Donnerstag, 9. Dezember 2021

Tichys Ausblick Talk: „Inflation kommt plötzlich“ – Hans-Werner Sinn im ...

Ein sehr wichtiges Gespräch über die gegenwärtige deutsche und europäische Wirtschafts- und Finanzpolitik. Erstaunlich, daß Sinn dabei eine positive Ausstrahlung bewahrt. 

Sonntag, 5. Dezember 2021

Klimaschau #84: Spielt die Sonne beim Klimawandel doch eine größere Roll...

Die Svensmark-Shaviv-Hypothese bleibt sehr interessant, mal sehen, was da noch kommt. 

Samstag, 4. Dezember 2021

Ein Vater der deutschen Zollunion

1789 wurde Friedrich List in Reutlingen geboren, am 30. November 1846 starb der persönlich schwierige Wirtschaftsjournalist, Nationalökonom und Politiker durch Freitod.

1789 war die französische Revolution noch ehrenwert und kein Schurkenstück von Moralisten wie Robespierre. In Reutlingen gab es allerdings französischen Einfluß anderer, calvinistischer Art. Der vertrug sich gut mit Gewerbe und Gewerbefleiß. Revolutionen waren da nicht nötig.

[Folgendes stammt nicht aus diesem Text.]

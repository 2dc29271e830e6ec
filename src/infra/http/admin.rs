use axum::{
    Json, Router,
    extract::State,
    http::StatusCode,
    response::{IntoResponse, Response},
    routing::{get, post},
};
use serde::Serialize;
use tracing::info;

use crate::cache::{CacheState, QueryCacheStats, ResponseCacheStats};

#[derive(Debug, Serialize)]
pub struct CacheStatsBody {
    pub response_cache: ResponseCacheStats,
    pub query_cache: QueryCacheStats,
}

#[derive(Debug, Serialize)]
pub struct CacheStatusBody {
    pub enabled: bool,
    pub response_cache_size: usize,
    pub query_cache_size: usize,
    pub response_hit_rate: String,
    pub query_hit_rate: String,
    pub tracked_tables: usize,
    pub response_ttl_seconds: u64,
    pub query_ttl_seconds: u64,
}

pub(super) fn router(cache: CacheState) -> Router {
    Router::new()
        .route("/cache/stats", get(cache_stats))
        .route("/cache/clear", post(clear_cache))
        .route("/cache/status", get(cache_status))
        .with_state(cache)
}

async fn cache_stats(State(cache): State<CacheState>) -> Json<CacheStatsBody> {
    Json(CacheStatsBody {
        response_cache: cache.responses.stats(),
        query_cache: cache.queries.stats(),
    })
}

async fn clear_cache(State(cache): State<CacheState>) -> Response {
    cache.invalidator.invalidate_all();
    info!(source = "admin", "cache cleared on request");
    StatusCode::OK.into_response()
}

async fn cache_status(State(cache): State<CacheState>) -> Json<CacheStatusBody> {
    let responses = cache.responses.stats();
    let queries = cache.queries.stats();

    Json(CacheStatusBody {
        enabled: cache.config.enabled,
        response_cache_size: responses.size,
        query_cache_size: queries.size,
        response_hit_rate: responses.hit_rate,
        query_hit_rate: queries.hit_rate,
        tracked_tables: queries.tables,
        response_ttl_seconds: cache.config.response_ttl.as_secs(),
        query_ttl_seconds: cache.config.query_ttl.as_secs(),
    })
}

Bäckerssohn Daimler lernte in Reutlingen den Frühwaisen Maybach in der Werkstatt des pietistischen Brüderhauses kennen; das hatte automobilindustrielle Folgen, wie man weiß.
List war Protestant aus dem Kernland des protestantischen Schwabens, und wirtschaftliches Denken - ganz anders als dem heutigen, antiwirtschaftlichen Protestantismus - lag ihm nahe. So wurde er denn auch in sehr frühem Alter von 27 Jahren im protestantischen Tübingen der erste deutsche Professor für Nationalökonomie. Diese verdankt ihm den Begriff der “produktiven Kräfte”. “Für ihn lag der Reichtum der Nationen nicht in der Menge der Güter, über die sie verfügen können, sondern in den wirtschaftlichen Möglichkeiten der Produktion und ihrer Nutzung. ‘Die produktive Kraft, Reichtum zu schaffen, ist unendlich viel wertvoller als der Reichtum selbst.’”* Deswegen war List auch für Schutzzölle, jedoch gegen deutsche Binnenzölle.
* Jürgen P. Hoffmann, Die großen Wirtschaftsdenker, S. 78

Freitag, 3. Dezember 2021

Kontrollillusion

“Die Konsequenz ist, daß die Praxis typisch unter einer Kontrollillusion lebt, als ob sie tatsächlich über Riesenmengen kausaler Faktoren (Ursachen und Wirkungen) jetzt disponieren könnte; … Wir treffen hier auf die Wurzel der hochgradig illusionären und zugleich äußerst wirksamen (weil motivierenden) Kausalvorstellungen des politischen Handelns. Und nur dank dieser Illusion, die zur Selbstzurechnung führt, kann man überhaupt von politischem Handeln sprechen.” 

(Luhmann, Die Politik der Gesellschaft, S. 24)


Die Unsicherheit im politischen Handeln erfordert grundsätzlich Absicherungen, wenn das verfolgte Handeln nicht erfolgreich sein sollte. Eine solche Absicherung verlangt die Möglichkeit, als Ursache für das Versagen Sündenböcke präsentieren zu können. Im Falle von Sars2/mRNA - eines wenig wirksamen Präparats per Notfallzulassung  - folgt das pol. S. der Maxime: mehr hilft mehr; wenn alle mRNAgeimpft sind, leben alle weiter. Die Aktion zieht sich hin bis zum Frühjahr hin, so daß das Impfende und das Saisonkrankheitenende zusammenfallen und eine erfolgreiche politische Zurechnung erfolgen kann. 

Auf einer anderen Ebene sammelt man auch Erfahrungen mit Notstandsmaßnahmen. 


Wissenschaft und Politik


“In der Tat macht nun die Politik einen rasch fortschreitenden, sich ausweitenden Gebrauch von der Wissenschaft. … Beiräte dienen den politischen Instanzen nicht selten als Dekor. … Die zweite, hier noch rasch zu erwähnende, damit verwandte, aber nicht identische Funktion, die wissenschaftliche Beiräte heute nicht selten erfüllen, ist die bekannte Feigenblattfunktion. … Die Figur ist immer dieselbe -: man tut, was man sowieso tun wollte, sagt aber, man täte es, weil es die Professoren geraten haben.”

Hermann Lübbe, Theorie und Entscheidung, 1971, S. 56f.  


Besonders beliebt ist inzwischen auch eine vorausschauende Besetzungspolitik aus den eigenen Reihen.